For full list of options please run

```
Rscript ~/GAUSS/utils/run_GAUSS_All.R --help

```
# Results

We performed the association analysis of 1,403 binary phenotypes from UK-Biobank with `C2` (Curated pathways) and `C5` (GO pathways) from [MSigDB v6.2](https://data.broadinstitute.org/gsea-msigdb/msigdb/release/6.2/) using GAUSS. The results can be visualized using a [PheWeb-like visual server](http://ukb-pathway.leelabsg.org/). 

## Creating own reference data (Vh) for customized gene-based tests

You can create your own reference data for conducting GAUSS test if you are not using any of the standard tests included in GAUSS. To create a compatible Vh dataset follow these steps:

- You need the individual level genotype files and an annotation file. In absence of individual level genotypes, an acceptable set of GWAS variants can be obtained from the 1000 Genomes genotypes obtained via the [FUSION or LDSCore packages](http://gusevlab.org/projects/fusion/#installation) `wget https://data.broadinstitute.org/alkesgroup/FUSION/LDREF.tar.bz2`

- The annotation file would contain information on the assignment of variants to genes. The format needs to be compatible with the gene-based test software you are going to use. 
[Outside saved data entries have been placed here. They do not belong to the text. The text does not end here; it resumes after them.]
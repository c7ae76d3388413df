//! Parameter binding and placeholder rewriting.

use std::fmt::Write as _;

use crossql_core::{Error, Result, SqlValue};
use sqlx::postgres::{PgArguments, Postgres};
use sqlx::query::Query;
use sqlx::sqlite::{Sqlite, SqliteArguments};
use sqlx::types::Json;

/// Rewrites the `%s` placeholders of a PostgreSQL statement to `$1, $2, ...`.
///
/// sqlx has no untyped NULL parameter, so NULL values are written into the
/// statement as `NULL` and left out of the returned parameters. The rest
/// keep their order. Placeholders inside string literals are left alone.
///
/// # Errors
///
/// Returns [`Error::Schema`] when the statement has a different number of
/// placeholders than `params`.
pub fn postgres_statement<'p>(
    sql: &str,
    params: &'p [SqlValue],
) -> Result<(String, Vec<&'p SqlValue>)> {
    let mut out = String::with_capacity(sql.len() + params.len());
    let mut bound = Vec::with_capacity(params.len());
    let mut remaining = params.iter();
    let mut placeholders = 0usize;
    let mut in_literal = false;

    let mut chars = sql.chars().peekable();
    while let Some(ch) = chars.next() {
        match ch {
            '\'' => {
                in_literal = !in_literal;
                out.push(ch);
            }
            '%' if !in_literal && chars.peek() == Some(&'s') => {
                chars.next();
                placeholders += 1;
                match remaining.next() {
                    Some(SqlValue::Null) => out.push_str("NULL"),
                    Some(value) => {
                        bound.push(value);
                        let _ = write!(out, "${}", bound.len());
                    }
                    None => {}
                }
            }
            _ => out.push(ch),
        }
    }

    if placeholders != params.len() {
        return Err(Error::Schema(format!(
            "statement has {placeholders} placeholders for {} parameters",
            params.len()
        )));
    }
    Ok((out, bound))
}

pub(crate) fn bind_sqlite<'q>(
    mut query: Query<'q, Sqlite, SqliteArguments<'q>>,
    params: &[SqlValue],
) -> Query<'q, Sqlite, SqliteArguments<'q>> {
    for value in params {
        query = match value {
            SqlValue::Null => query.bind(None::<String>),
            SqlValue::Bool(b) => query.bind(*b),
            SqlValue::Int(n) => query.bind(*n),
            SqlValue::Float(f) => query.bind(*f),
            SqlValue::Text(s) => query.bind(s.clone()),
            SqlValue::Blob(b) => query.bind(b.clone()),
            SqlValue::Json(v) => query.bind(v.to_string()),
            SqlValue::Timestamp(ts) => query.bind(*ts),
            SqlValue::TimestampTz(ts) => query.bind(*ts),
            SqlValue::Date(d) => query.bind(*d),
            SqlValue::Time(t) => query.bind(*t),
        };
    }
    query
}

pub(crate) fn bind_postgres<'q>(
    mut query: Query<'q, Postgres, PgArguments>,
    params: &[&SqlValue],
) -> Query<'q, Postgres, PgArguments> {
    for value in params {
        query = match value {
            SqlValue::Null => query.bind(None::<String>),
            SqlValue::Bool(b) => query.bind(*b),
            SqlValue::Int(n) => query.bind(*n),
            SqlValue::Float(f) => query.bind(*f),
            SqlValue::Text(s) => query.bind(s.clone()),
            SqlValue::Blob(b) => query.bind(b.clone()),
            SqlValue::Json(v) => query.bind(Json(v.clone())),
            SqlValue::Timestamp(ts) => query.bind(*ts),
            SqlValue::TimestampTz(ts) => query.bind(*ts),
            SqlValue::Date(d) => query.bind(*d),
            SqlValue::Time(t) => query.bind(*t),
        };
    }
    query
}

#[cfg(test)]
mod tests {
    use super::*;

    #[test]
    fn test_numbered_placeholders() {
        let params = vec![SqlValue::from("GROUND"), SqlValue::Int(3)];
        let (sql, bound) =
            postgres_statement("SELECT * FROM pokemon WHERE primary_type = %s AND height > %s", &params)
                .unwrap();
        assert_eq!(sql, "SELECT * FROM pokemon WHERE primary_type = $1 AND height > $2");
        assert_eq!(bound, vec![&params[0], &params[1]]);
    }

    #[test]
    fn test_nulls_are_inlined() {
        let params = vec![SqlValue::Int(1), SqlValue::Null, SqlValue::from("x")];
        let (sql, bound) =
            postgres_statement("INSERT INTO t (a, b, c) VALUES (%s, %s, %s)", &params).unwrap();
        assert_eq!(sql, "INSERT INTO t (a, b, c) VALUES ($1, NULL, $2)");
        assert_eq!(bound, vec![&params[0], &params[2]]);
    }

    #[test]
    fn test_temporal_values_stay_bound() {
        let day = chrono::NaiveDate::from_ymd_opt(1996, 2, 27).unwrap();
        let params = vec![
            SqlValue::Timestamp(day.and_hms_opt(9, 30, 0).unwrap()),
            SqlValue::Date(day),
        ];
        let (sql, bound) =
            postgres_statement("UPDATE t SET caught_at = %s WHERE released = %s", &params).unwrap();
        assert_eq!(sql, "UPDATE t SET caught_at = $1 WHERE released = $2");
        assert_eq!(bound, vec![&params[0], &params[1]]);
    }

    #[test]
    fn test_literals_untouched() {
        let (sql, bound) =
            postgres_statement("SELECT '%s' AS fmt, a FROM t WHERE b = %s", &[SqlValue::Int(1)])
                .unwrap();
        assert_eq!(sql, "SELECT '%s' AS fmt, a FROM t WHERE b = $1");
        assert_eq!(bound.len(), 1);
    }

    #[test]
    fn test_count_mismatch() {
        assert!(matches!(
            postgres_statement("SELECT %s, %s", &[SqlValue::Int(1)]),
            Err(Error::Schema(_))
        ));
        assert!(postgres_statement("SELECT 1", &[SqlValue::Int(1)]).is_err());
    }
}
- Independently generate a null phenotype from `N(0,1)` without any variant effects.

- Perform gene-based test using the test/software of your choice, annotation files and individual level genotype data and simulated phenotype data.

- Record the p-values of the genes and convert them to z-values.

- Repeat this step multiple times (100 or 500 or 1000) and obtain a matrix of z-values with dimensions `RxG` where `R` is the number of repeatations (= 100/500/1000 or others as specified) and `G` is the number of genes. Store this matrix and use this as input with option `pv.null.wt1` in `GAUSS_All(.)`

An example workflow to create TWAS-FUSION reference Vh for a particular tissue:

- Independently generate a null phenotype from `N(0,1)` without any variant effects.

- Run GWAS with simulated phenotype and variants from 1000 Genomes obtained at the (FUSION package)[https://data.broadinstitute.org/alkesgroup/FUSION/LDREF.tar.bz2] using GWAS pipelines like PLINK, GCTA/fastGWA or EPACTS

- For a given tissue, run TWAS analysis using the summary statistics from the above GWAS and appropriate tissue-specific weights following the (instructions)[http://gusevlab.org/projects/fusion/#typical-analysis-and-output]

- Repeat this multiple (`R`) times and store the resultant null z-values in a matrix format as described above. 


# Update Log

- 01/04/2021: README updated
- 12/16/2020: TWAS-FUSION reference panel added
- 07/06/2020: GAUSS published as a R-package along with detailed documentations and utility function.